As the wealthiest section in southern Oregon, Jackson County became known to upstaters as a place where volunteer troops fighting the local Indians carried banners proclaiming “Extermination,” where newspaper editors — excelling at the so-called Oregon style of journalism — lambasted their opponents with vicious personal abuse, where racial minorities such as the Chinese routinely were subjected to indignities and violence, and where in 1860 the electorate bucked the state’s Unionist tide to vote for pro-slavery presidential candidate John Breckinridge (p. 85).

Racism seems to have been fairly widespread in this area back in the early years of the Twentieth Century, in fact.  In the 1920s, the Ku Klux Klan arrived in this area and was especially strong in Ashland and even kidnapped some people (p. 87).  The next chapter, focusing on Camp White during the war years, talks about the way black soldiers were treated in Medford and the surrounding region.  One woman is quoted as saying “Medford was known as the town where the sun didn’t set on blacks” (p. 115) and many businesses refused to serve black customers (p. 117).

Those attitudes seem to have changed dramatically since World War II, though I don’t know enough about how the Hispanic community has been treated in more recent years.  Ashland, in particular, appears to have changed its tenor dramatically.

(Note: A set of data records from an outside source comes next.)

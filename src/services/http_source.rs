//! Seed List over HTTP
//!
//! A single `GET` against the page origin. No headers, retries or timeout.

use async_trait::async_trait;
use todo_core::codec::decode_list;
use todo_core::{FetchError, ItemList, RemoteSource};

#[derive(Debug, Clone)]
pub struct HttpSource {
    path: &'static str,
}

impl HttpSource {
    pub fn new(path: &'static str) -> Self {
        Self { path }
    }

    /// reqwest needs an absolute URL; resolve the path against the page origin
    fn url(&self) -> Result<String, FetchError> {
        let window = web_sys::window()
            .ok_or_else(|| FetchError::Transport("no window".to_string()))?;
        let origin = window
            .location()
            .origin()
            .map_err(|e| FetchError::Transport(format!("no page origin: {:?}", e)))?;
        Ok(format!("{}{}", origin, self.path))
    }
}

#[async_trait(?Send)]
impl RemoteSource for HttpSource {
    async fn fetch(&self) -> Result<ItemList, FetchError> {
        let url = self.url()?;
        log::debug!("GET {}", url);

        let response = reqwest::get(&url)
            .await
            .map_err(|e| FetchError::Transport(e.to_string()))?;
        let status = response.status();
        if !status.is_success() {
            return Err(FetchError::Status(status.as_u16()));
        }
        let body = response
            .text()
            .await
            .map_err(|e| FetchError::Transport(e.to_string()))?;

        Ok(decode_list(&body)?)
    }
}
//! Cache Layer
//!
//! LocalCache persists the whole list under one key of a key-value store.
//! The browser provides localStorage; `MemoryStore` backs tests.

mod traits;
mod local_cache;
mod memory;

pub use traits::KeyValueStore;
pub use local_cache::{LocalCache, STORAGE_KEY};
pub use memory::MemoryStore;
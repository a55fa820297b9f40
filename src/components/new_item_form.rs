//! New Item Form Component

use leptos::prelude::*;

use crate::context::use_app_context;

/// Text input + Add button; blank titles are ignored
#[component]
pub fn NewItemForm() -> impl IntoView {
    let ctx = use_app_context();

    let (new_title, set_new_title) = signal(String::new());

    let add_item = move |ev: web_sys::SubmitEvent| {
        ev.prevent_default();
        if ctx.add(new_title.get_untracked()) {
            set_new_title.set(String::new());
        }
    };

    view! {
        <form class="new-item-form" on:submit=add_item>
            <input
                type="text"
                placeholder="Add new item..."
                prop:value=move || new_title.get()
                on:input=move |ev| set_new_title.set(event_target_value(&ev))
            />
            <button type="submit">"Add"</button>
        </form>
    }
}
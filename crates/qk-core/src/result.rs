//! Result type aliases

use crate::error::QueryError;

/// Standard Result type for query parsing operations
pub type QueryResult<T> = Result<T, QueryError>;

But equally surprising was the story of Llewellyn Banks, Earl Fehr, and the Good Government Congress.  The 1930s saw the rise of populism all over the United States, and Jackson County was no exception.  Labelling the current government “the Gang,” Banks and Fehr began plotting to gain power.

The story includes the GGC’s future president, Henrietta Martin, lashing a journalist across the face with a horsewhip (from her picture, I’d say she was exactly the type of woman who would do that!) and the theft of ballots from the Jackson County Courthouse (the man who broke the window was Rogue River’s mayor), and it culminates with Banks shooting down the officer who came to his house to arrest him.  The trial revealed that Banks intended not only to have the District Attorney kidnapped and possibly murdered, but also to form a band of guerillas to fight “the Gang.”

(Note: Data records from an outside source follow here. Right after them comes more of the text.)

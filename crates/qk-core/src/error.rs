//! Core error types for querykit
//!
//! Every failure raised while parsing a request query is scoped to the key or
//! field that caused it, so the HTTP-facing caller can name it in a 400 response.

use std::num::ParseIntError;
use thiserror::Error;

use crate::config::ConfigError;

/// Error raised while parsing or manipulating a filter query
#[derive(Error, Debug)]
pub enum QueryError {
    /// A key expected exactly one raw value, a value could not be converted,
    /// or an OR segment is missing its `key=value` separator
    #[error("{key}: bad format")]
    BadFormat { key: String },

    #[error("{key}: unknown method {method}")]
    UnknownMethod { key: String, method: String },

    #[error("{field}: required")]
    RequiredMissing { field: String },

    /// The field has no entry in the validation registry
    #[error("{field}: filter not allowed")]
    UnknownFilter { field: String },

    #[error("{field}: {source}")]
    Validation {
        field: String,
        #[source]
        source: RuleError,
    },

    #[error("{key}: {source}")]
    NumericConversion {
        key: String,
        #[source]
        source: ParseIntError,
    },

    /// Lookup or removal of a filter name that is not present
    #[error("{name}: filter not found")]
    NotFound { name: String },

    #[error("invalid url: {message}")]
    InvalidUrl { message: String },

    #[error(transparent)]
    Config(#[from] ConfigError),
}

impl QueryError {
    pub fn bad_format(key: impl Into<String>) -> Self {
        QueryError::BadFormat { key: key.into() }
    }

    pub fn required(field: impl Into<String>) -> Self {
        QueryError::RequiredMissing {
            field: field.into(),
        }
    }

    pub fn unknown_filter(field: impl Into<String>) -> Self {
        QueryError::UnknownFilter {
            field: field.into(),
        }
    }

    pub fn validation(field: impl Into<String>, source: RuleError) -> Self {
        QueryError::Validation {
            field: field.into(),
            source,
        }
    }

    pub fn not_found(name: impl Into<String>) -> Self {
        QueryError::NotFound { name: name.into() }
    }

    /// The key or field the error is scoped to, if any
    pub fn field(&self) -> Option<&str> {
        match self {
            QueryError::BadFormat { key }
            | QueryError::UnknownMethod { key, .. }
            | QueryError::NumericConversion { key, .. } => Some(key),
            QueryError::RequiredMissing { field }
            | QueryError::UnknownFilter { field }
            | QueryError::Validation { field, .. } => Some(field),
            QueryError::NotFound { name } => Some(name),
            QueryError::InvalidUrl { .. } | QueryError::Config(_) => None,
        }
    }

    /// HTTP status code a request handler should answer with
    pub fn status_code(&self) -> u16 {
        match self {
            QueryError::NotFound { .. } => 404,
            QueryError::Config(_) => 500,
            _ => 400,
        }
    }

    pub fn error_code(&self) -> &'static str {
        match self {
            QueryError::BadFormat { .. } => "bad_format",
            QueryError::UnknownMethod { .. } => "unknown_method",
            QueryError::RequiredMissing { .. } => "required",
            QueryError::UnknownFilter { .. } => "filter_not_allowed",
            QueryError::Validation { .. } => "validation_failed",
            QueryError::NumericConversion { .. } => "not_a_number",
            QueryError::NotFound { .. } => "filter_not_found",
            QueryError::InvalidUrl { .. } => "invalid_url",
            QueryError::Config(_) => "invalid_config",
        }
    }
}

/// Rejection reported by a validator
#[derive(Error, Debug, Clone, PartialEq, Eq)]
pub enum RuleError {
    #[error("not in scope")]
    NotInScope,

    #[error("must be at least {min}")]
    BelowMin { min: i64 },

    #[error("must be at most {max}")]
    AboveMax { max: i64 },

    #[error("must not be empty")]
    Empty,

    #[error("must be at most {max} characters")]
    TooLong { max: usize },

    #[error("unexpected value type")]
    WrongType,

    #[error("{0}")]
    Message(String),
}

Even in the ’90s, when this book was published, the author of this chapter says, “The question of Who was in the right? during the stormy Good Government Congress period still can cause heated debate among now-elderly residents of the county who recall those events” (p. 100).

Posted by John Barach @ 6:06 pm | Discuss (1)

One Response to “Public Secrets?”

  1. Dale Nelson Says:

    I guess you can pat yourself on the back, ’cause I just stumbled across this blog and already have ordered a book that it drew to my attention (the southern Oregon one – – I lived there 1969-1978, 1980-81).

    My Google search was

    “john buchan” + blog

    I take it that you read Buchan with enjoyment from time to time. I’ve become quite a fan, having read ten or so of JB’s books. Two of my favorite authors, Lewis and Tolkien, were also Buchan fans.

    I’m a Lutheran myself, but I see you reference Canon Press – – if that’s the outfit you identify with, then your Reformed sensibility is that which is closest to mine.